**What is being asked:** Tally up the lines in the following entries where the string "Debug" appears, and answer with the number alone.

Segment Start: Given entries

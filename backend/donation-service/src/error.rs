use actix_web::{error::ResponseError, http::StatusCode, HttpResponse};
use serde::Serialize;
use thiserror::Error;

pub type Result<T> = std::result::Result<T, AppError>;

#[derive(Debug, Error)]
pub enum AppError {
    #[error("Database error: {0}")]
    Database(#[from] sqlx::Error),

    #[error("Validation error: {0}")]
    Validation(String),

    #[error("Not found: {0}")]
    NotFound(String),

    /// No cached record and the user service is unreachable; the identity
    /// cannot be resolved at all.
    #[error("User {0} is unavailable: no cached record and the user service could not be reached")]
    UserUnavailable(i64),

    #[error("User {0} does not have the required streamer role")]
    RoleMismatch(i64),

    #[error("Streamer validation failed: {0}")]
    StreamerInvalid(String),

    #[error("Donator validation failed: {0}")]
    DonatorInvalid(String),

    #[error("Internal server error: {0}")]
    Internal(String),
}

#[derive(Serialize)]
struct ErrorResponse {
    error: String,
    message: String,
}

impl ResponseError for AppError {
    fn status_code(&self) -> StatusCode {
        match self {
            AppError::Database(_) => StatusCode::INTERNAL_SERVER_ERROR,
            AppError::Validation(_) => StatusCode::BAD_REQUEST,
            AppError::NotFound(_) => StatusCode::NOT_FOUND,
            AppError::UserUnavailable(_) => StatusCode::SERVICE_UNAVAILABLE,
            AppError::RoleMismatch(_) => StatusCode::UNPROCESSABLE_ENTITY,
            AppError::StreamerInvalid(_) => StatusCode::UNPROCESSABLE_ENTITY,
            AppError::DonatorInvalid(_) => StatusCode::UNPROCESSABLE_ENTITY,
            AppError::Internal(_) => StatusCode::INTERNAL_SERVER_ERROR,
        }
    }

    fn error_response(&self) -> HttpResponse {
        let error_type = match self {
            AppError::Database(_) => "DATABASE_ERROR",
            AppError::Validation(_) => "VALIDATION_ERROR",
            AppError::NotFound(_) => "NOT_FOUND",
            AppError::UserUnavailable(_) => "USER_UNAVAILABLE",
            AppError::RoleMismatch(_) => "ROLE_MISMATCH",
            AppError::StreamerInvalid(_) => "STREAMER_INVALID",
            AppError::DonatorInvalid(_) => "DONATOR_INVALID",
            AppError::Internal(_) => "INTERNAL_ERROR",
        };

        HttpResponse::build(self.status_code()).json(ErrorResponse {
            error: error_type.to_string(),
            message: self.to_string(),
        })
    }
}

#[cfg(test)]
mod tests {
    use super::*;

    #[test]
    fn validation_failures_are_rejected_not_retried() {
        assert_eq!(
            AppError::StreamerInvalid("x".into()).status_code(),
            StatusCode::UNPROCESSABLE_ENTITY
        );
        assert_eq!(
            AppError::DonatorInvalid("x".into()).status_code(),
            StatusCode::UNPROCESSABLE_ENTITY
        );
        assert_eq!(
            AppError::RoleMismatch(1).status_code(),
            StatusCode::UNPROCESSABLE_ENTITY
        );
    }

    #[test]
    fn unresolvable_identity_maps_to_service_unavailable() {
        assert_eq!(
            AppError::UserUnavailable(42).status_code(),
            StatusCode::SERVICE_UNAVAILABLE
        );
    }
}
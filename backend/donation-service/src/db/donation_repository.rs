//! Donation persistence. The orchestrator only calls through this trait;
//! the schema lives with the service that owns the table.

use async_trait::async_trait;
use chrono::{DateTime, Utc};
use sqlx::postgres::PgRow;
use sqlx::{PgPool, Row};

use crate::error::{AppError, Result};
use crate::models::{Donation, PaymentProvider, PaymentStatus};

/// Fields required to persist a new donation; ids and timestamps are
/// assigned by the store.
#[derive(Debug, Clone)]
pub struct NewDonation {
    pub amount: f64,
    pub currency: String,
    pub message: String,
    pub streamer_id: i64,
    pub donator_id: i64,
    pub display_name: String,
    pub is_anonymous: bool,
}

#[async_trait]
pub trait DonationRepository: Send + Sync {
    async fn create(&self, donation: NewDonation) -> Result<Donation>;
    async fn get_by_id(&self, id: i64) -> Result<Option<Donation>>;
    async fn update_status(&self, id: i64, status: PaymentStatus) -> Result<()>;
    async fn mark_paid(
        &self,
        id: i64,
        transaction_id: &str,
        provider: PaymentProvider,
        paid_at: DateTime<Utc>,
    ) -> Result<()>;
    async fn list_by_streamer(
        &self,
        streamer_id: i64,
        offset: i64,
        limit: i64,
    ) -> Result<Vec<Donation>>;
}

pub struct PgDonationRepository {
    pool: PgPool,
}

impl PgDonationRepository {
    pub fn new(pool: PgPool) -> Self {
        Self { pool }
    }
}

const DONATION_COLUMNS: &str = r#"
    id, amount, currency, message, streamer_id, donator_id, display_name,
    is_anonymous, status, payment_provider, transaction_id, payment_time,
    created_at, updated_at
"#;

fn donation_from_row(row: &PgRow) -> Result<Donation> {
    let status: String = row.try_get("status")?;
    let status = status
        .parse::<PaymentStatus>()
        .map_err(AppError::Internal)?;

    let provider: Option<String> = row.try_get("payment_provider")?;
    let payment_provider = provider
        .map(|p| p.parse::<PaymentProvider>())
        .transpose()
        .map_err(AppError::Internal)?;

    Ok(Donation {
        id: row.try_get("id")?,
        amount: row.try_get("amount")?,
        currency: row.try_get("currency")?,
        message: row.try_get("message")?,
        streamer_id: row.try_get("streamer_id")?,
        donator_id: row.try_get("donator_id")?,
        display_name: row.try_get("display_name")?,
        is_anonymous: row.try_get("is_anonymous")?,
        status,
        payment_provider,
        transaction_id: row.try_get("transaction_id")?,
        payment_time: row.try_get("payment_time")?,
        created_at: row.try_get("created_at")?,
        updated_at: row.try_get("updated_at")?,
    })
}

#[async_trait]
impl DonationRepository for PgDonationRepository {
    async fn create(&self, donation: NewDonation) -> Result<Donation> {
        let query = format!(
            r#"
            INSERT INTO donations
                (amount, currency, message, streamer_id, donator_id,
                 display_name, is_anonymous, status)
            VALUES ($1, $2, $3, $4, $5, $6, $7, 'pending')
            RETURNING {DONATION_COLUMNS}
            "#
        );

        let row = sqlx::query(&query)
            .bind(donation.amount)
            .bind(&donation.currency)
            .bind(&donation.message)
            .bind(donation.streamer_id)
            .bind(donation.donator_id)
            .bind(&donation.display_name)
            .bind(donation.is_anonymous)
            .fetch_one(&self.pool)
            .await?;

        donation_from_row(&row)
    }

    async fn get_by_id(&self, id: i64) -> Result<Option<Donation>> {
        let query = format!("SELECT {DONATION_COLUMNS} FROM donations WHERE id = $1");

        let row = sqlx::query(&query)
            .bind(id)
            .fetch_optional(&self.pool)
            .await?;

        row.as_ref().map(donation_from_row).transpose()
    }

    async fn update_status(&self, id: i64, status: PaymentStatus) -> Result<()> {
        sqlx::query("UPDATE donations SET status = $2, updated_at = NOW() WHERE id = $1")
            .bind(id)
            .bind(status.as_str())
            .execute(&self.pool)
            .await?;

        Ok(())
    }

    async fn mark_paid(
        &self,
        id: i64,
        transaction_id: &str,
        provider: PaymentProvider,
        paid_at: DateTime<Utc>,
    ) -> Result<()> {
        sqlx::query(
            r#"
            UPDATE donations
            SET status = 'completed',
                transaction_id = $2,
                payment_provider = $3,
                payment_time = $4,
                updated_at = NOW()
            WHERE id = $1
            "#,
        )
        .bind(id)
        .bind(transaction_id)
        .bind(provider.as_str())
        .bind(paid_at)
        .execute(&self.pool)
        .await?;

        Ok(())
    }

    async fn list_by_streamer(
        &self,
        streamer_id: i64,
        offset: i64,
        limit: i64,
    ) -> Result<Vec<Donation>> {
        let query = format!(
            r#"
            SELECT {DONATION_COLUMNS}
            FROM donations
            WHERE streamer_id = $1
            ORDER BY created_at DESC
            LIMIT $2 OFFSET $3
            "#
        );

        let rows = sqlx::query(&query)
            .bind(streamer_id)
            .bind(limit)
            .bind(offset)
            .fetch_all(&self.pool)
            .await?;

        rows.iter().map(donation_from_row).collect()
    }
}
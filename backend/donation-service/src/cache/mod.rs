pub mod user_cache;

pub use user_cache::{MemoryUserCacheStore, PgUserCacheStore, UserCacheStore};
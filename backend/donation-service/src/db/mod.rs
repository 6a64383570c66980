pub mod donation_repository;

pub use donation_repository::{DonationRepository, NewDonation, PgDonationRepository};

Segment End: Given entries

**Result for this exercise:** 2